- Exercise: Produce an exact copy of the first line of the data below and each line after it, please, up to and including the one with "use uuid::Uuid;".
[Opening Extracted data section]
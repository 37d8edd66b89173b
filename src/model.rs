//! Core data model.
//!
//! A `Work` is one uploaded file; it owns the `Task`s derived from it. A task
//! is one schedulable unit of background processing with its own retryable
//! lifecycle. Work status is never set directly: it is derived from the
//! owned tasks every time one of them is attached or changes state.

use chrono::{DateTime, Utc};
use serde::{Deserialize, Serialize};
use uuid::Uuid;

use crate::error::{Error, Result};

// ---------------------------------------------------------------------------
// Ids
// ---------------------------------------------------------------------------

/// Newtype for work (job group) ids.
#[derive(Debug, Clone, Copy, PartialEq, Eq, Hash, Serialize, Deserialize)]
pub struct WorkId(pub Uuid);

impl WorkId {
    pub fn new() -> Self {
        Self(Uuid::new_v4())
    }
}

impl Default for WorkId {
    fn default() -> Self {
        Self::new()
    }
}

impl std::fmt::Display for WorkId {
    fn fmt(&self, f: &mut std::fmt::Formatter<'_>) -> std::fmt::Result {
        write!(f, "{}", self.0)
    }
}

/// Newtype for task ids. This is what travels through the queue.
#[derive(Debug, Clone, Copy, PartialEq, Eq, Hash, Serialize, Deserialize)]
pub struct TaskId(pub Uuid);

impl TaskId {
    pub fn new() -> Self {
        Self(Uuid::new_v4())
    }
}

impl Default for TaskId {
    fn default() -> Self {
        Self::new()
    }
}

impl std::fmt::Display for TaskId {
    fn fmt(&self, f: &mut std::fmt::Formatter<'_>) -> std::fmt::Result {
        write!(f, "{}", self.0)
    }
}

// ---------------------------------------------------------------------------
// Status enums
// ---------------------------------------------------------------------------

/// Lifecycle status of a work (job group).
#[derive(Debug, Clone, Copy, PartialEq, Eq, Hash, Serialize, Deserialize)]
#[serde(rename_all = "snake_case")]
pub enum WorkStatus {
    Pending,
    InProgress,
    Completed,
    Failed,
    /// Set administratively. Never overwritten by derivation.
    Cancelled,
}

impl std::fmt::Display for WorkStatus {
    fn fmt(&self, f: &mut std::fmt::Formatter<'_>) -> std::fmt::Result {
        let s = match self {
            WorkStatus::Pending => "pending",
            WorkStatus::InProgress => "in_progress",
            WorkStatus::Completed => "completed",
            WorkStatus::Failed => "failed",
            WorkStatus::Cancelled => "cancelled",
        };
        write!(f, "{s}")
    }
}

impl std::str::FromStr for WorkStatus {
    type Err = Error;

    fn from_str(s: &str) -> Result<Self> {
        match s {
            "pending" => Ok(WorkStatus::Pending),
            "in_progress" => Ok(WorkStatus::InProgress),
            "completed" => Ok(WorkStatus::Completed),
            "failed" => Ok(WorkStatus::Failed),
            "cancelled" => Ok(WorkStatus::Cancelled),
            other => Err(Error::Other(format!("unknown work status: {other}"))),
        }
    }
}

/// Lifecycle status of a task.
#[derive(Debug, Clone, Copy, PartialEq, Eq, Hash, Serialize, Deserialize)]
#[serde(rename_all = "snake_case")]
pub enum TaskStatus {
    /// Created by intake, waiting for a worker holding a token.
    Pending,
    /// A worker holds an admission token and the job body is executing.
    Running,
    /// Done; `result_path` is set.
    Completed,
    /// Last attempt failed; may still be redelivered by the queue.
    Failed,
}

impl TaskStatus {
    /// Can a task move from `self` to `to`?
    ///
    /// Any state may (re-)enter `Running`: `Failed -> Running` is the queue's
    /// retry, the others only happen when a redelivery races an attempt that
    /// was never acknowledged. Outcomes require the task to have started;
    /// between racing attempts the last write wins.
    pub fn can_transition_to(self, to: TaskStatus) -> bool {
        use TaskStatus::*;
        match to {
            Running => true,
            Completed | Failed => self != Pending,
            Pending => false,
        }
    }
}

impl std::fmt::Display for TaskStatus {
    fn fmt(&self, f: &mut std::fmt::Formatter<'_>) -> std::fmt::Result {
        let s = match self {
            TaskStatus::Pending => "pending",
            TaskStatus::Running => "running",
            TaskStatus::Completed => "completed",
            TaskStatus::Failed => "failed",
        };
        write!(f, "{s}")
    }
}

impl std::str::FromStr for TaskStatus {
    type Err = Error;

    fn from_str(s: &str) -> Result<Self> {
        match s {
            "pending" => Ok(TaskStatus::Pending),
            "running" => Ok(TaskStatus::Running),
            "completed" => Ok(TaskStatus::Completed),
            "failed" => Ok(TaskStatus::Failed),
            other => Err(Error::Other(format!("unknown task status: {other}"))),
        }
    }
}

/// Derive a work's status from the statuses of the tasks it owns.
///
/// `Completed` iff every task is completed, `InProgress` if any is running,
/// `Failed` if any failed and none is running, `Pending` otherwise. A work
/// with no tasks has nothing done yet and stays `Pending`.
pub fn derive_work_status(tasks: &[TaskStatus]) -> WorkStatus {
    if tasks.is_empty() {
        return WorkStatus::Pending;
    }
    if tasks.iter().all(|s| *s == TaskStatus::Completed) {
        WorkStatus::Completed
    } else if tasks.contains(&TaskStatus::Running) {
        WorkStatus::InProgress
    } else if tasks.contains(&TaskStatus::Failed) {
        WorkStatus::Failed
    } else {
        WorkStatus::Pending
    }
}

// ---------------------------------------------------------------------------
// Records
// ---------------------------------------------------------------------------

/// A job group: one uploaded file and the tasks derived from it.
#[derive(Debug, Clone, Serialize, Deserialize)]
pub struct Work {
    pub id: WorkId,
    pub filename: String,
    /// Where the raw upload was persisted.
    pub storage_path: String,
    pub status: WorkStatus,
    /// Optional cap on attached tasks. Additions beyond it are rejected.
    pub max_tasks: Option<u32>,
    /// Consolidated result, once one exists.
    pub output_path: Option<String>,
    /// Last fatal error.
    pub error: Option<String>,
    pub created_at: DateTime<Utc>,
    pub updated_at: DateTime<Utc>,
}

impl Work {
    /// Would attaching `additional` tasks to a work already owning `current`
    /// break the `max_tasks` cap?
    pub fn check_capacity(&self, current: usize, additional: usize) -> Result<()> {
        match self.max_tasks {
            Some(max) if current + additional > max as usize => Err(Error::MaxTasksExceeded {
                work_id: self.id,
                max,
            }),
            _ => Ok(()),
        }
    }

    /// Apply the derived status for the given task snapshot, plus the derived
    /// `error`/`output_path` fields. Returns true if anything changed.
    pub(crate) fn apply_derived(&mut self, tasks: &[Task], now: DateTime<Utc>) -> bool {
        if self.status == WorkStatus::Cancelled {
            return false;
        }
        let statuses: Vec<TaskStatus> = tasks.iter().map(|t| t.status).collect();
        let derived = derive_work_status(&statuses);
        let mut changed = derived != self.status;
        self.status = derived;

        match derived {
            WorkStatus::Failed => {
                let latest = tasks
                    .iter()
                    .filter(|t| t.status == TaskStatus::Failed)
                    .max_by_key(|t| t.updated_at)
                    .and_then(|t| t.error.clone());
                if latest.is_some() && latest != self.error {
                    self.error = latest;
                    changed = true;
                }
            }
            WorkStatus::Completed if tasks.len() == 1 && self.output_path.is_none() => {
                self.output_path = tasks[0].result_path.clone();
                changed = true;
            }
            _ => {}
        }

        if changed {
            self.updated_at = now;
        }
        changed
    }
}

/// One unit of background work.
#[derive(Debug, Clone, Serialize, Deserialize)]
pub struct Task {
    pub id: TaskId,
    pub work_id: WorkId,
    /// Opaque data for the job body (e.g. `{"csv_path": "..."}`).
    pub payload: serde_json::Value,
    pub status: TaskStatus,
    /// Set only when completed.
    pub result_path: Option<String>,
    /// Failed execution attempts. Admission denials don't count.
    pub attempts: u32,
    pub error: Option<String>,
    pub created_at: DateTime<Utc>,
    pub updated_at: DateTime<Utc>,
}

impl Task {
    /// Does the payload carry anything for the job body to work on?
    pub fn has_payload(&self) -> bool {
        match &self.payload {
            serde_json::Value::Null => false,
            serde_json::Value::Object(map) => !map.is_empty(),
            serde_json::Value::String(s) => !s.trim().is_empty(),
            serde_json::Value::Array(items) => !items.is_empty(),
            _ => true,
        }
    }

    /// Apply a transition to this in-memory copy.
    pub(crate) fn apply(&mut self, transition: &TaskTransition, now: DateTime<Utc>) -> Result<()> {
        let to = transition.target();
        if !self.status.can_transition_to(to) {
            return Err(Error::InvalidTransition {
                from: self.status.to_string(),
                to: to.to_string(),
            });
        }
        match transition {
            TaskTransition::Running => {}
            TaskTransition::Completed { result_path } => {
                self.result_path = Some(result_path.clone());
            }
            TaskTransition::Failed { error } => {
                self.attempts += 1;
                self.error = Some(error.clone());
            }
        }
        self.status = to;
        self.updated_at = now;
        Ok(())
    }
}

/// A state change requested by the worker for one task.
#[derive(Debug, Clone, PartialEq, Eq)]
pub enum TaskTransition {
    Running,
    Completed { result_path: String },
    /// Increments `attempts` atomically in the store.
    Failed { error: String },
}

impl TaskTransition {
    pub fn target(&self) -> TaskStatus {
        match self {
            TaskTransition::Running => TaskStatus::Running,
            TaskTransition::Completed { .. } => TaskStatus::Completed,
            TaskTransition::Failed { .. } => TaskStatus::Failed,
        }
    }
}

// ---------------------------------------------------------------------------
// Builders
// ---------------------------------------------------------------------------

/// Parameters for creating a work.
#[derive(Debug, Clone)]
pub struct NewWork {
    pub(crate) id: WorkId,
    pub(crate) filename: String,
    pub(crate) storage_path: String,
    pub(crate) max_tasks: Option<u32>,
}

impl NewWork {
    pub fn new(filename: impl Into<String>, storage_path: impl Into<String>) -> Self {
        Self {
            id: WorkId::new(),
            filename: filename.into(),
            storage_path: storage_path.into(),
            max_tasks: None,
        }
    }

    /// Use a pre-allocated id (intake picks the id before writing the upload).
    pub fn id(mut self, id: WorkId) -> Self {
        self.id = id;
        self
    }

    pub fn max_tasks(mut self, n: u32) -> Self {
        self.max_tasks = Some(n);
        self
    }

    pub(crate) fn into_work(self, now: DateTime<Utc>) -> Work {
        Work {
            id: self.id,
            filename: self.filename,
            storage_path: self.storage_path,
            status: WorkStatus::Pending,
            max_tasks: self.max_tasks,
            output_path: None,
            error: None,
            created_at: now,
            updated_at: now,
        }
    }
}

/// Parameters for creating a task.
#[derive(Debug, Clone)]
pub struct NewTask {
    pub(crate) payload: serde_json::Value,
}

impl NewTask {
    pub fn new(payload: serde_json::Value) -> Self {
        Self { payload }
    }

    pub(crate) fn into_task(self, work_id: WorkId, now: DateTime<Utc>) -> Task {
        Task {
            id: TaskId::new(),
            work_id,
            payload: self.payload,
            status: TaskStatus::Pending,
            result_path: None,
            attempts: 0,
            error: None,
            created_at: now,
            updated_at: now,
        }
    }
}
[Closing Extracted data section]
- Result:
repository 37d8edd66b89173b
filename src/model.rs
//! Core data model.
//!
//! A `Work` is one uploaded file; it owns the `Task`s derived from it. A task
//! is one schedulable unit of background processing with its own retryable
//! lifecycle. Work status is never set directly: it is derived from the
//! owned tasks every time one of them is attached or changes state.

use chrono::{DateTime, Utc};
use serde::{Deserialize, Serialize};
use uuid::Uuid;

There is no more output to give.